Noticing my attention, he was moved to inform me that the Polish foreign minister, Josef Beck, had demanded a solution to the problem of the Polish minority in the Olsa region of Czechoslovakia.
‘Just like a bunch of gangsters, isn’t it, sir?’ he said. ‘Everyone wants his cut.’
‘Korsch,’ I said, ‘you missed your vocation. You should have been a newsreader on the radio.’
‘Sorry, sir,’ he said, folding away his paper. ‘Have you been to Nuremberg before?’
‘Once. Just after the war. I can’t say I like Bavarians much, though. How about you?’
‘First time. But I know what you mean about Bavarians. All that quaint conservatism. It’s a lot of nonsense, isn’t it?’ He looked out of the window for a minute at the moving picture that was the German countryside. Facing me again he said: ‘Do you really think Streicher could have something to do with these killings, sir?’
‘We’re not exactly tripping over the leads in this case, are we? Nor would it appear that the Gauleiter of Franconia is what you would call popular. Arthur Nebe even went so far as to tell me that Julius Streicher is one of the Reich’s greatest criminals, and that there are already several investigations pending against him. He was keen that we should speak to the Nuremberg Police President personally. Apparently there’s no love lost between him and Streicher. But at the same time we have to be extremely careful. Streicher runs his district like a Chinese warlord. Not to mention the fact that he’s on first-name terms with the Fuhrer.’

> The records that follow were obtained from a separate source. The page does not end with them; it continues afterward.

//! Live call state
//!
//! One entry per active call, created on the first transcript chunk and
//! dropped when the call ends. Ingestion never awaits: scoring is synchronous
//! and publishing to the bus never blocks.
//!
//! Ended call ids are remembered (up to [`ENDED_CALL_MEMORY`] of them) so a
//! chunk that arrives after hang-up cannot bring a call back.

use chrono::{DateTime, Utc};
use serde::{Deserialize, Serialize};
use std::collections::{BTreeSet, HashMap, HashSet, VecDeque};
use std::sync::{Arc, Mutex, MutexGuard};
use tracing::{debug, info, warn};

use super::risk::{assess_risk, suggestions_for, RiskLevel};
use crate::clock::SharedClock;
use crate::collab::{Emotion, Objection, SharedScorer, Urgency};
use crate::events::{DialerEvent, SharedEventBus};
use crate::model::{CallId, LeadId};

/// Errors from the live monitor
#[derive(Debug, thiserror::Error)]
pub enum MonitorError {
    #[error("Call {call_id} belongs to lead {expected}, not {got}")]
    LeadMismatch {
        call_id: CallId,
        expected: LeadId,
        got: LeadId,
    },

    #[error("Call {call_id} has already ended")]
    CallEnded { call_id: CallId },

    #[error("Lock poisoned")]
    LockPoisoned,
}

/// How many ended call ids the monitor remembers
pub const ENDED_CALL_MEMORY: usize = 4096;

/// Streaming state of one active call
#[derive(Debug, Clone, PartialEq, Serialize, Deserialize)]
pub struct LiveCallState {
    pub call_id: CallId,
    pub lead_id: LeadId,
    pub transcript_chunks: Vec<String>,
    pub emotion: Emotion,
    pub urgency: Urgency,
    pub detected_objections: BTreeSet<Objection>,
    pub risk_level: RiskLevel,
    /// Suggestion keys already surfaced, in order
    pub suggestions: Vec<String>,
    pub started_at: DateTime<Utc>,
    pub last_update_at: DateTime<Utc>,
}

impl LiveCallState {
    fn new(call_id: &str, lead_id: &str, now: DateTime<Utc>) -> Self {
        Self {
            call_id: call_id.to_string(),
            lead_id: lead_id.to_string(),
            transcript_chunks: Vec::new(),
            emotion: Emotion::Neutral,
            urgency: Urgency::Low,
            detected_objections: BTreeSet::new(),
            risk_level: RiskLevel::Low,
            suggestions: Vec::new(),
            started_at: now,
            last_update_at: now,
        }
    }

    pub fn transcript(&self) -> String {
        self.transcript_chunks.join(" ")
    }

    pub fn duration_secs(&self) -> u32 {
        let secs = (self.last_update_at - self.started_at).num_seconds();
        u32::try_from(secs.max(0)).unwrap_or(u32::MAX)
    }
}

/// Shared reference to LiveCallMonitor
pub type SharedLiveMonitor = Arc<LiveCallMonitor>;

#[derive(Default)]
struct Registry {
    calls: HashMap<CallId, LiveCallState>,
    ended: HashSet<CallId>,
    ended_order: VecDeque<CallId>,
}

impl Registry {
    fn tombstone(&mut self, call_id: &str) {
        if !self.ended.insert(call_id.to_string()) {
            return;
        }
        self.ended_order.push_back(call_id.to_string());
        while self.ended_order.len() > ENDED_CALL_MEMORY {
            if let Some(oldest) = self.ended_order.pop_front() {
                self.ended.remove(&oldest);
            }
        }
    }
}

/// Registry of active calls
pub struct LiveCallMonitor {
    registry: Mutex<Registry>,
    scorer: SharedScorer,
    bus: SharedEventBus,
    clock: SharedClock,
}

impl LiveCallMonitor {
    pub fn new(scorer: SharedScorer, bus: SharedEventBus, clock: SharedClock) -> Self {
        Self {
            registry: Mutex::new(Registry::default()),
            scorer,
            bus,
            clock,
        }
    }

    /// Create a shared reference to this monitor
    pub fn shared(self) -> SharedLiveMonitor {
        Arc::new(self)
    }

    /// Append a transcript chunk and recompute the call's risk.
    ///
    /// Blank chunks are ignored. Chunks for a call that already ended are
    /// rejected with [`MonitorError::CallEnded`]. Returns the risk level after
    /// this chunk.
    pub fn ingest(
        &self,
        call_id: &str,
        lead_id: &str,
        chunk: &str,
    ) -> Result<RiskLevel, MonitorError> {
        let chunk = chunk.trim();
        let now = self.clock.now();

        let (events, risk) = {
            let mut registry = self.lock()?;
            if registry.ended.contains(call_id) {
                debug!(call_id, lead_id, "Chunk after call end dropped");
                return Err(MonitorError::CallEnded {
                    call_id: call_id.to_string(),
                });
            }
            if chunk.is_empty() {
                let risk = registry
                    .calls
                    .get(call_id)
                    .map(|state| state.risk_level)
                    .unwrap_or(RiskLevel::Low);
                return Ok(risk);
            }

            let state = registry
                .calls
                .entry(call_id.to_string())
                .or_insert_with(|| LiveCallState::new(call_id, lead_id, now));
            if state.lead_id != lead_id {
                return Err(MonitorError::LeadMismatch {
                    call_id: call_id.to_string(),
                    expected: state.lead_id.clone(),
                    got: lead_id.to_string(),
                });
            }

            state.transcript_chunks.push(chunk.to_string());
            state.last_update_at = now;

            let report = self
                .scorer
                .score_transcript(&state.transcript(), state.duration_secs());
            let assessment = assess_risk(report.emotion, report.urgency, &report.objections);

            if assessment.level != state.risk_level {
                debug!(
                    call_id,
                    from = %state.risk_level,
                    to = %assessment.level,
                    "Live risk changed"
                );
            }
            state.emotion = report.emotion;
            state.urgency = report.urgency;
            state.detected_objections = report.objections;
            state.risk_level = assessment.level;

            let mut events = vec![DialerEvent::LiveUpdate {
                call_id: state.call_id.clone(),
                lead_id: state.lead_id.clone(),
                emotion: state.emotion,
                urgency: state.urgency,
                objections: state.detected_objections.clone(),
                risk_level: state.risk_level,
                chunk_count: state.transcript_chunks.len(),
                timestamp: now,
            }];

            if assessment.level >= RiskLevel::Medium {
                let recommended_action = assessment.recommended_action();
                if recommended_action.is_some() {
                    warn!(call_id, lead_id, "High live risk; human handoff recommended");
                }
                events.push(DialerEvent::LiveRisk {
                    call_id: state.call_id.clone(),
                    lead_id: state.lead_id.clone(),
                    risk_level: assessment.level,
                    reason: assessment.reason,
                    recommended_action,
                    timestamp: now,
                });
            }

            for suggestion in suggestions_for(state.emotion, &state.detected_objections) {
                if state.suggestions.contains(&suggestion.key) {
                    continue;
                }
                state.suggestions.push(suggestion.key.clone());
                events.push(DialerEvent::LiveSuggestion {
                    call_id: state.call_id.clone(),
                    lead_id: state.lead_id.clone(),
                    key: suggestion.key,
                    text: suggestion.text,
                    timestamp: now,
                });
            }

            (events, state.risk_level)
        };

        for event in events {
            self.bus.publish(event);
        }
        Ok(risk)
    }

    pub fn get_state(&self, call_id: &str) -> Result<Option<LiveCallState>, MonitorError> {
        Ok(self.lock()?.calls.get(call_id).cloned())
    }

    /// Discard a call's state and refuse further chunks for it. Returns the
    /// final state, if the call had any chunks.
    pub fn end(&self, call_id: &str) -> Result<Option<LiveCallState>, MonitorError> {
        let ended = {
            let mut registry = self.lock()?;
            registry.tombstone(call_id);
            registry.calls.remove(call_id)
        };
        if let Some(ref state) = ended {
            info!(
                call_id,
                lead_id = %state.lead_id,
                chunks = state.transcript_chunks.len(),
                final_risk = %state.risk_level,
                "Live call ended"
            );
        }
        Ok(ended)
    }

    /// IDs of calls with live state, sorted
    pub fn active_calls(&self) -> Result<Vec<CallId>, MonitorError> {
        let mut ids: Vec<CallId> = self.lock()?.calls.keys().cloned().collect();
        ids.sort();
        Ok(ids)
    }

    fn lock(&self) -> Result<MutexGuard<'_, Registry>, MonitorError> {
        self.registry.lock().map_err(|_| MonitorError::LockPoisoned)
    }
}
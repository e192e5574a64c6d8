//! Campaign orchestrator: the registry of batch jobs and the operator command surface.
//!
//! Owns one [`JobSlot`] per job it knows about and one runner task per
//! non-terminal job. Commands validate against the state graph under the
//! job's lock, persist, publish, and only then signal the runner.

use std::collections::{HashMap, HashSet};
use std::sync::{Arc, Mutex, MutexGuard};

use tokio_util::sync::CancellationToken;
use tracing::{info, warn};

use super::scheduler::{BatchRunner, JobSlot, RunnerContext};
use super::state::{BatchCounters, BatchJob, BatchProgress, BatchState, PauseReason};
use crate::clock::SharedClock;
use crate::collab::{SharedCallPlacer, SharedScorer};
use crate::config::{ConfigError, DialerConfig};
use crate::error::{CommandError, CommandResult};
use crate::events::{DialerEvent, SharedEventBus};
use crate::model::{ClaimState, JobId, LeadId, LeadStatus};
use crate::monitor::SharedLiveMonitor;
use crate::policy::{CallWindow, RetryPolicy};
use crate::queue::{select_eligible_leads, SelectionCriteria};
use crate::store::{SharedStore, StoreError};

/// Collaborators an orchestrator is wired with
#[derive(Clone)]
pub struct Collaborators {
    pub store: SharedStore,
    pub placer: SharedCallPlacer,
    pub scorer: SharedScorer,
    pub bus: SharedEventBus,
    pub monitor: SharedLiveMonitor,
    pub clock: SharedClock,
}

/// Registry and command surface for batch jobs
pub struct CampaignOrchestrator {
    ctx: Arc<RunnerContext>,
    jobs: Mutex<HashMap<JobId, Arc<JobSlot>>>,
}

impl CampaignOrchestrator {
    /// Validate the configuration and wire the collaborators
    pub fn new(config: DialerConfig, deps: Collaborators) -> Result<Self, ConfigError> {
        config.validate()?;
        let window = CallWindow::from_config(&config.window)?;
        let retry = RetryPolicy::new(config.retry.clone(), window.offset());
        Ok(Self {
            ctx: Arc::new(RunnerContext {
                config,
                window,
                retry,
                store: deps.store,
                placer: deps.placer,
                scorer: deps.scorer,
                bus: deps.bus,
                monitor: deps.monitor,
                clock: deps.clock,
                shutdown: CancellationToken::new(),
            }),
            jobs: Mutex::new(HashMap::new()),
        })
    }

    pub fn config(&self) -> &DialerConfig {
        &self.ctx.config
    }

    pub fn bus(&self) -> &SharedEventBus {
        &self.ctx.bus
    }

    pub fn monitor(&self) -> &SharedLiveMonitor {
        &self.ctx.monitor
    }

    pub fn store(&self) -> &SharedStore {
        &self.ctx.store
    }

    /// Snapshot the campaign's eligible leads and start dialing them.
    ///
    /// `None` for either parameter uses the configured default. Fails with
    /// `InvalidStateTransition` while another job of the campaign is active.
    /// Leads still on a call from an earlier job are left out of the snapshot.
    pub fn start(
        &self,
        campaign_id: &str,
        cooldown_hours: Option<i64>,
        max_retries: Option<u32>,
    ) -> CommandResult<JobId> {
        let mut jobs = self.lock_jobs()?;
        for slot in jobs.values() {
            let job = slot.snapshot()?;
            if job.campaign_id == campaign_id && !job.is_terminal() {
                warn!(
                    campaign_id,
                    active_job = %job.id,
                    state = %job.state,
                    "Campaign already has an active batch"
                );
                return Err(CommandError::InvalidStateTransition {
                    from: job.state,
                    to: BatchState::Queued,
                });
            }
        }

        let now = self.ctx.clock.now();
        let criteria = SelectionCriteria {
            cooldown_hours: cooldown_hours.unwrap_or(self.ctx.config.default_cooldown_hours),
            max_retries: max_retries.unwrap_or(self.ctx.config.default_max_retries),
        };
        let (on_call, leads): (Vec<_>, Vec<_>) = self
            .ctx
            .store
            .campaign_leads(campaign_id)?
            .into_iter()
            .partition(|lead| lead.claim_state == ClaimState::InProgress);
        if !on_call.is_empty() {
            info!(
                campaign_id,
                count = on_call.len(),
                "Leads still on a call from an earlier batch left out"
            );
        }
        let ordered = select_eligible_leads(&leads, &criteria, now);

        let mut job = BatchJob::new(
            campaign_id,
            ordered,
            criteria.cooldown_hours,
            criteria.max_retries,
            now,
        );
        job.advance(BatchState::Queued, Some("start"), now)?;
        self.ctx.store.reset_claims(&job.ordered_lead_ids)?;
        self.ctx.store.save_job(&job)?;

        info!(
            job_id = %job.id,
            campaign_id,
            eligible = job.total(),
            candidates = leads.len(),
            "Batch queued"
        );

        let job_id = job.id.clone();
        let slot = JobSlot::new(job, &self.ctx.shutdown);
        self.spawn_runner(&slot)?;
        jobs.insert(job_id.clone(), slot);
        Ok(job_id)
    }

    /// Running → Paused by operator command
    pub fn pause(&self, job_id: &str) -> CommandResult<()> {
        let slot = self.slot(job_id)?;
        let now = self.ctx.clock.now();
        slot.transition(self.ctx.store.as_ref(), |job| {
            job.pause(PauseReason::Operator, now)?;
            Ok(())
        })?;
        info!(job_id, "Batch paused by operator");
        self.ctx.bus.publish(DialerEvent::BatchPaused {
            job_id: job_id.to_string(),
            reason: PauseReason::Operator,
            timestamp: now,
        });
        Ok(())
    }

    /// Paused → Running. The runner continues from the persisted cursor.
    pub fn resume(&self, job_id: &str) -> CommandResult<()> {
        let slot = self.slot(job_id)?;
        let now = self.ctx.clock.now();
        let job = slot.transition(self.ctx.store.as_ref(), |job| {
            job.advance(BatchState::Running, Some("resume"), now)?;
            Ok(())
        })?;
        info!(job_id, cursor = job.cursor, "Batch resumed by operator");
        self.ctx.bus.publish(DialerEvent::BatchResumed {
            job_id: job_id.to_string(),
            automatic: false,
            timestamp: now,
        });
        slot.wake.notify_one();
        Ok(())
    }

    /// Stop a job for good. A call already in flight is allowed to finish.
    pub fn stop(&self, job_id: &str, actor_id: &str) -> CommandResult<()> {
        let slot = self.slot(job_id)?;
        let now = self.ctx.clock.now();
        slot.transition(self.ctx.store.as_ref(), |job| {
            job.stop(actor_id, now)?;
            Ok(())
        })?;
        info!(job_id, actor_id, "Batch stopped");
        self.ctx.bus.publish(DialerEvent::BatchStopped {
            job_id: job_id.to_string(),
            stopped_by: actor_id.to_string(),
            timestamp: now,
        });
        slot.stop.cancel();
        slot.wake.notify_one();
        Ok(())
    }

    /// A lead of the campaign turned hot outside the dialing loop.
    ///
    /// Marks the lead Hot and hands the campaign's active job to a human: a
    /// running job pauses, and a job paused for calling hours takes the
    /// hot-lead reason so the window reopening does not resume it. Returns
    /// the held job's id.
    pub fn lead_became_hot(
        &self,
        campaign_id: &str,
        lead_id: &str,
    ) -> CommandResult<Option<JobId>> {
        let store = self.ctx.store.as_ref();
        let mut lead = store
            .lead(lead_id)?
            .ok_or_else(|| StoreError::LeadNotFound(lead_id.to_string()))?;
        lead.apply_scored_status(LeadStatus::Hot);
        store.update_lead(&lead)?;

        let active = {
            let jobs = self.lock_jobs()?;
            let mut found = None;
            for slot in jobs.values() {
                let job = slot.snapshot()?;
                if job.campaign_id == campaign_id && !job.is_terminal() {
                    found = Some(Arc::clone(slot));
                    break;
                }
            }
            found
        };
        let Some(slot) = active else {
            info!(campaign_id, lead_id, "Lead turned hot; no active batch to hold");
            return Ok(None);
        };

        let now = self.ctx.clock.now();
        let reason = PauseReason::HotLead {
            lead_id: lead_id.to_string(),
        };
        let mut held = false;
        let job = slot.transition(store, |job| {
            held = job.hold_for_human(reason.clone(), now);
            Ok(())
        })?;
        if !held {
            info!(
                job_id = %job.id,
                campaign_id,
                lead_id,
                state = %job.state,
                "Lead turned hot; batch not dialing"
            );
            return Ok(None);
        }
        info!(job_id = %job.id, campaign_id, lead_id, "Lead turned hot; batch paused");
        self.ctx.bus.publish(DialerEvent::BatchPaused {
            job_id: job.id.clone(),
            reason,
            timestamp: now,
        });
        Ok(Some(job.id))
    }

    /// Restart after a crash: release claims left InProgress, repair counters
    /// and re-attach a runner to every non-terminal job. Returns the re-attached ids.
    ///
    /// Claims held by runners still alive in this orchestrator are kept.
    pub fn recover(&self) -> CommandResult<Vec<JobId>> {
        let store = self.ctx.store.as_ref();
        let mut jobs = self.lock_jobs()?;

        let mut owned: HashSet<LeadId> = HashSet::new();
        for slot in jobs.values().filter(|slot| slot.runner_alive()) {
            owned.extend(slot.snapshot()?.ordered_lead_ids);
        }
        let released = store.recover_in_progress(&owned)?;
        if !released.is_empty() {
            warn!(count = released.len(), "Released leads left in progress by a previous run");
        }

        let mut attached = Vec::new();
        for mut job in store.jobs()? {
            if job.is_terminal() || jobs.contains_key(&job.id) {
                continue;
            }

            let states = store.claim_states(&job.ordered_lead_ids)?;
            let mut counters = BatchCounters::default();
            for state in states.values() {
                match state {
                    ClaimState::Pending | ClaimState::InProgress => counters.pending += 1,
                    ClaimState::Completed => counters.completed += 1,
                    ClaimState::Failed => counters.failed += 1,
                    ClaimState::Skipped => counters.skipped += 1,
                }
            }
            job.counters = counters;
            store.save_job(&job)?;

            info!(
                job_id = %job.id,
                state = %job.state,
                cursor = job.cursor,
                pending = counters.pending,
                "Batch recovered"
            );
            let job_id = job.id.clone();
            let slot = JobSlot::new(job, &self.ctx.shutdown);
            self.spawn_runner(&slot)?;
            jobs.insert(job_id.clone(), slot);
            attached.push(job_id);
        }
        Ok(attached)
    }

    pub fn job(&self, job_id: &str) -> CommandResult<BatchJob> {
        if let Some(slot) = self.lock_jobs()?.get(job_id) {
            return Ok(slot.snapshot()?);
        }
        self.ctx
            .store
            .job(job_id)?
            .ok_or_else(|| CommandError::NotFound {
                job_id: job_id.to_string(),
            })
    }

    pub fn progress(&self, job_id: &str) -> CommandResult<BatchProgress> {
        Ok(self.job(job_id)?.progress())
    }

    /// Every persisted job, oldest first
    pub fn jobs(&self) -> CommandResult<Vec<BatchJob>> {
        Ok(self.ctx.store.jobs()?)
    }

    /// Cancel every runner and wait for them to exit.
    ///
    /// Calls in flight are abandoned; their leads stay InProgress until `recover`.
    pub async fn shutdown(&self) {
        self.ctx.shutdown.cancel();
        let handles: Vec<_> = match self.jobs.lock() {
            Ok(jobs) => jobs.values().filter_map(|slot| slot.take_handle()).collect(),
            Err(_) => Vec::new(),
        };
        for handle in handles {
            if let Err(e) = handle.await {
                warn!(error = %e, "Batch runner task failed");
            }
        }
        info!("Orchestrator shut down");
    }

    /// Wait for a job's runner task to exit
    pub async fn wait(&self, job_id: &str) -> CommandResult<()> {
        let handle = self.slot(job_id)?.take_handle();
        if let Some(handle) = handle {
            if let Err(e) = handle.await {
                warn!(job_id, error = %e, "Batch runner task failed");
            }
        }
        Ok(())
    }

    fn spawn_runner(&self, slot: &Arc<JobSlot>) -> CommandResult<()> {
        let job = slot.snapshot()?;
        let runner = BatchRunner::new(Arc::clone(&self.ctx), Arc::clone(slot), &job);
        slot.mark_alive(true);
        slot.attach(tokio::spawn(runner.run()));
        Ok(())
    }

    fn slot(&self, job_id: &str) -> CommandResult<Arc<JobSlot>> {
        self.lock_jobs()?
            .get(job_id)
            .cloned()
            .ok_or_else(|| CommandError::NotFound {
                job_id: job_id.to_string(),
            })
    }

    fn lock_jobs(&self) -> CommandResult<MutexGuard<'_, HashMap<JobId, Arc<JobSlot>>>> {
        self.jobs
            .lock()
            .map_err(|_| CommandError::Store(StoreError::LockPoisoned))
    }
}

When the train reached Leipzig a young SA naval company leader joined our compartment, and Korsch and I went in search of the dining car. By the time we had finished eating the train was in Gera, close to the Czech border, but despite the fact that our SA travelling companion got off at that stop, there was no sign of the troop concentrations we had heard about. Korsch suggested that the naval SA man’s presence there meant that there was going to be an amphibious attack, and this, we both agreed, would be the best thing for everyone, given that the border was largely mountainous.